Task brief: Every entry needs to be given again exactly as it reads.
- - - - -
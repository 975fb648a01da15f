//! Dynamically-typed values exchanged with plugin functions
//!
//! A [`Value`] is what a host passes as a call argument and what a plugin
//! function returns. The [`codec`] module turns values into bytes and back.

use std::collections::BTreeMap;
use std::fmt;

pub mod codec;

pub use codec::{decode, decode_args, encode, encode_args};

/// A dynamically-typed value.
#[derive(Debug, Clone, Default, PartialEq)]
pub enum Value {
    #[default]
    Null,
    Bool(bool),
    Int(i64),
    Float(f64),
    String(String),
    Seq(Vec<Value>),
    Map(BTreeMap<String, Value>),
}

impl Value {
    /// Short type name used in diagnostics
    pub fn kind(&self) -> &'static str {
        match self {
            Value::Null => "null",
            Value::Bool(_) => "bool",
            Value::Int(_) => "int",
            Value::Float(_) => "float",
            Value::String(_) => "string",
            Value::Seq(_) => "seq",
            Value::Map(_) => "map",
        }
    }

    pub fn is_null(&self) -> bool {
        matches!(self, Value::Null)
    }

    pub fn as_bool(&self) -> Option<bool> {
        match self {
            Value::Bool(b) => Some(*b),
            _ => None,
        }
    }

    pub fn as_i64(&self) -> Option<i64> {
        match self {
            Value::Int(i) => Some(*i),
            _ => None,
        }
    }

    /// Numeric view of the value; integers widen to `f64`.
    pub fn as_f64(&self) -> Option<f64> {
        match self {
            Value::Int(i) => Some(*i as f64),
            Value::Float(f) => Some(*f),
            _ => None,
        }
    }

    pub fn as_str(&self) -> Option<&str> {
        match self {
            Value::String(s) => Some(s),
            _ => None,
        }
    }

    pub fn as_seq(&self) -> Option<&[Value]> {
        match self {
            Value::Seq(items) => Some(items),
            _ => None,
        }
    }

    pub fn as_map(&self) -> Option<&BTreeMap<String, Value>> {
        match self {
            Value::Map(map) => Some(map),
            _ => None,
        }
    }
}

/// Top-level strings print bare. Containers print as codec text, except
/// that values the codec rejects (non-finite floats, excessive nesting)
/// still render.
impl fmt::Display for Value {
    fn fmt(&self, f: &mut fmt::Formatter<'_>) -> fmt::Result {
        match self {
            Value::Null => f.write_str("null"),
            Value::Bool(b) => write!(f, "{b}"),
            Value::Int(i) => write!(f, "{i}"),
            Value::Float(x) => write!(f, "{x}"),
            Value::String(s) => f.write_str(s),
            Value::Seq(_) | Value::Map(_) => write_nested(self, f),
        }
    }
}

fn write_nested(value: &Value, f: &mut fmt::Formatter<'_>) -> fmt::Result {
    match value {
        Value::Float(x) => match serde_json::Number::from_f64(*x) {
            Some(n) => write!(f, "{n}"),
            None => write!(f, "{x}"),
        },
        Value::String(s) => write_quoted(s, f),
        Value::Seq(items) => {
            f.write_str("[")?;
            for (i, item) in items.iter().enumerate() {
                if i > 0 {
                    f.write_str(",")?;
                }
                write_nested(item, f)?;
            }
            f.write_str("]")
        }
        Value::Map(entries) => {
            f.write_str("{")?;
            for (i, (key, item)) in entries.iter().enumerate() {
                if i > 0 {
                    f.write_str(",")?;
                }
                write_quoted(key, f)?;
                f.write_str(":")?;
                write_nested(item, f)?;
            }
            f.write_str("}")
        }
        scalar => write!(f, "{scalar}"),
    }
}

fn write_quoted(s: &str, f: &mut fmt::Formatter<'_>) -> fmt::Result {
    f.write_str("\"")?;
    for c in s.chars() {
        match c {
            '"' => f.write_str("\\\"")?,
            '\\' => f.write_str("\\\\")?,
            '\n' => f.write_str("\\n")?,
            '\r' => f.write_str("\\r")?,
            '\t' => f.write_str("\\t")?,
            '\u{8}' => f.write_str("\\b")?,
            '\u{c}' => f.write_str("\\f")?,
            c if u32::from(c) < 0x20 => write!(f, "\\u{:04x}", u32::from(c))?,
            c => write!(f, "{c}")?,
        }
    }
    f.write_str("\"")
}

impl From<bool> for Value {
    fn from(v: bool) -> Self {
        Value::Bool(v)
    }
}

macro_rules! impl_from_int {
    ($($t:ty),*) => {
        $(
            impl From<$t> for Value {
                fn from(v: $t) -> Self {
                    Value::Int(i64::from(v))
                }
            }
        )*
    };
}

impl_from_int!(i8, i16, i32, i64, u8, u16, u32);

impl From<f32> for Value {
    fn from(v: f32) -> Self {
        Value::Float(f64::from(v))
    }
}

impl From<f64> for Value {
    fn from(v: f64) -> Self {
        Value::Float(v)
    }
}

impl From<&str> for Value {
    fn from(v: &str) -> Self {
        Value::String(v.to_string())
    }
}

impl From<String> for Value {
    fn from(v: String) -> Self {
        Value::String(v)
    }
}

impl<T: Into<Value>> From<Vec<T>> for Value {
    fn from(v: Vec<T>) -> Self {
        Value::Seq(v.into_iter().map(Into::into).collect())
    }
}

impl<T: Into<Value>> From<Option<T>> for Value {
    fn from(v: Option<T>) -> Self {
        v.map(Into::into).unwrap_or(Value::Null)
    }
}

impl From<BTreeMap<String, Value>> for Value {
    fn from(v: BTreeMap<String, Value>) -> Self {
        Value::Map(v)
    }
}

/// Build a `Vec<Value>` argument list from heterogeneous literals.
///
/// ```
/// use plugin_bridge::{args, Value};
///
/// let args = args![1, "two", 3.5];
/// assert_eq!(args[1], Value::String("two".into()));
/// ```
#[macro_export]
macro_rules! args {
    () => {
        ::std::vec::Vec::<$crate::Value>::new()
    };
    ($($value:expr),+ $(,)?) => {
        vec![$($crate::Value::from($value)),+]
    };
}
- - - - -
Solution to the problem:
repository 975fb648a01da15f
//! Dynamically-typed values exchanged with plugin functions
//!
//! A [`Value`] is what a host passes as a call argument and what a plugin
//! function returns. The [`codec`] module turns values into bytes and back.

use std::collections::BTreeMap;
use std::fmt;

pub mod codec;

pub use codec::{decode, decode_args, encode, encode_args};

/// A dynamically-typed value.
#[derive(Debug, Clone, Default, PartialEq)]
pub enum Value {
    #[default]
    Null,
    Bool(bool),
    Int(i64),
    Float(f64),
    String(String),
    Seq(Vec<Value>),
    Map(BTreeMap<String, Value>),
}

impl Value {
    /// Short type name used in diagnostics
    pub fn kind(&self) -> &'static str {
        match self {
            Value::Null => "null",
            Value::Bool(_) => "bool",
            Value::Int(_) => "int",
            Value::Float(_) => "float",
            Value::String(_) => "string",
            Value::Seq(_) => "seq",
            Value::Map(_) => "map",
        }
    }

    pub fn is_null(&self) -> bool {
        matches!(self, Value::Null)
    }

    pub fn as_bool(&self) -> Option<bool> {
        match self {
            Value::Bool(b) => Some(*b),
            _ => None,
        }
    }

    pub fn as_i64(&self) -> Option<i64> {
        match self {
            Value::Int(i) => Some(*i),
            _ => None,
        }
    }

    /// Numeric view of the value; integers widen to `f64`.
    pub fn as_f64(&self) -> Option<f64> {
        match self {
            Value::Int(i) => Some(*i as f64),
            Value::Float(f) => Some(*f),
            _ => None,
        }
    }

    pub fn as_str(&self) -> Option<&str> {
        match self {
            Value::String(s) => Some(s),
            _ => None,
        }
    }

    pub fn as_seq(&self) -> Option<&[Value]> {
        match self {
            Value::Seq(items) => Some(items),
            _ => None,
        }
    }

    pub fn as_map(&self) -> Option<&BTreeMap<String, Value>> {
        match self {
            Value::Map(map) => Some(map),
            _ => None,
        }
    }
}

/// Top-level strings print bare. Containers print as codec text, except
/// that values the codec rejects (non-finite floats, excessive nesting)
/// still render.
impl fmt::Display for Value {
    fn fmt(&self, f: &mut fmt::Formatter<'_>) -> fmt::Result {
        match self {
            Value::Null => f.write_str("null"),
            Value::Bool(b) => write!(f, "{b}"),
            Value::Int(i) => write!(f, "{i}"),
            Value::Float(x) => write!(f, "{x}"),
            Value::String(s) => f.write_str(s),
            Value::Seq(_) | Value::Map(_) => write_nested(self, f),
        }
    }
}

fn write_nested(value: &Value, f: &mut fmt::Formatter<'_>) -> fmt::Result {
    match value {
        Value::Float(x) => match serde_json::Number::from_f64(*x) {
            Some(n) => write!(f, "{n}"),
            None => write!(f, "{x}"),
        },
        Value::String(s) => write_quoted(s, f),
        Value::Seq(items) => {
            f.write_str("[")?;
            for (i, item) in items.iter().enumerate() {
                if i > 0 {
                    f.write_str(",")?;
                }
                write_nested(item, f)?;
            }
            f.write_str("]")
        }
        Value::Map(entries) => {
            f.write_str("{")?;
            for (i, (key, item)) in entries.iter().enumerate() {
                if i > 0 {
                    f.write_str(",")?;
                }
                write_quoted(key, f)?;
                f.write_str(":")?;
                write_nested(item, f)?;
            }
            f.write_str("}")
        }
        scalar => write!(f, "{scalar}"),
    }
}

fn write_quoted(s: &str, f: &mut fmt::Formatter<'_>) -> fmt::Result {
    f.write_str("\"")?;
    for c in s.chars() {
        match c {
            '"' => f.write_str("\\\"")?,
            '\\' => f.write_str("\\\\")?,
            '\n' => f.write_str("\\n")?,
            '\r' => f.write_str("\\r")?,
            '\t' => f.write_str("\\t")?,
            '\u{8}' => f.write_str("\\b")?,
            '\u{c}' => f.write_str("\\f")?,
            c if u32::from(c) < 0x20 => write!(f, "\\u{:04x}", u32::from(c))?,
            c => write!(f, "{c}")?,
        }
    }
    f.write_str("\"")
}

impl From<bool> for Value {
    fn from(v: bool) -> Self {
        Value::Bool(v)
    }
}

macro_rules! impl_from_int {
    ($($t:ty),*) => {
        $(
            impl From<$t> for Value {
                fn from(v: $t) -> Self {
                    Value::Int(i64::from(v))
                }
            }
        )*
    };
}

impl_from_int!(i8, i16, i32, i64, u8, u16, u32);

impl From<f32> for Value {
    fn from(v: f32) -> Self {
        Value::Float(f64::from(v))
    }
}

impl From<f64> for Value {
    fn from(v: f64) -> Self {
        Value::Float(v)
    }
}

impl From<&str> for Value {
    fn from(v: &str) -> Self {
        Value::String(v.to_string())
    }
}

impl From<String> for Value {
    fn from(v: String) -> Self {
        Value::String(v)
    }
}

impl<T: Into<Value>> From<Vec<T>> for Value {
    fn from(v: Vec<T>) -> Self {
        Value::Seq(v.into_iter().map(Into::into).collect())
    }
}

impl<T: Into<Value>> From<Option<T>> for Value {
    fn from(v: Option<T>) -> Self {
        v.map(Into::into).unwrap_or(Value::Null)
    }
}

impl From<BTreeMap<String, Value>> for Value {
    fn from(v: BTreeMap<String, Value>) -> Self {
        Value::Map(v)
    }
}

/// Build a `Vec<Value>` argument list from heterogeneous literals.
///
/// ```
/// use plugin_bridge::{args, Value};
///
/// let args = args![1, "two", 3.5];
/// assert_eq!(args[1], Value::String("two".into()));
/// ```
#[macro_export]
macro_rules! args {
    () => {
        ::std::vec::Vec::<$crate::Value>::new()
    };
    ($($value:expr),+ $(,)?) => {
        vec![$($crate::Value::from($value)),+]
    };
}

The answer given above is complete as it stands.